TASK STATEMENT:
This exercise asks for an exact transcription of every entry.

GIVEN ENTRIES:
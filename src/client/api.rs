use crate::models::BookingRequest;

/// The form only needs to know "failed, retry available": any transport
/// error or non-success status collapses into this.
#[derive(Debug, thiserror::Error)]
#[error("booking submission failed")]
pub struct SubmissionError;

pub struct BookingApi {
    base_url: String,
    client: reqwest::Client,
}

impl BookingApi {
    pub fn new(base_url: impl Into<String>) -> Self {
        Self {
            base_url: base_url.into(),
            client: reqwest::Client::new(),
        }
    }

    /// Posts the whole submission as a single request. No retries here;
    /// retrying is a user decision.
    pub async fn submit(&self, request: &BookingRequest) -> Result<(), SubmissionError> {
        let url = format!("{}/api/bookings", self.base_url);
        let response = self
            .client
            .post(&url)
            .json(request)
            .send()
            .await
            .map_err(|_| SubmissionError)?;

        if response.status().is_success() {
            Ok(())
        } else {
            Err(SubmissionError)
        }
    }
}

TASK RESPONSE:
filename src/client/api.rs
use crate::models::BookingRequest;

/// The form only needs to know "failed, retry available": any transport
/// error or non-success status collapses into this.
#[derive(Debug, thiserror::Error)]
#[error("booking submission failed")]
pub struct SubmissionError;

pub struct BookingApi {
    base_url: String,
    client: reqwest::Client,
}

impl BookingApi {
    pub fn new(base_url: impl Into<String>) -> Self {
        Self {
            base_url: base_url.into(),
            client: reqwest::Client::new(),
        }
    }

    /// Posts the whole submission as a single request. No retries here;
    /// retrying is a user decision.
    pub async fn submit(&self, request: &BookingRequest) -> Result<(), SubmissionError> {
        let url = format!("{}/api/bookings", self.base_url);
        let response = self
            .client
            .post(&url)
            .json(request)
            .send()
            .await
            .map_err(|_| SubmissionError)?;

        if response.status().is_success() {
            Ok(())
        } else {
            Err(SubmissionError)
        }
    }
}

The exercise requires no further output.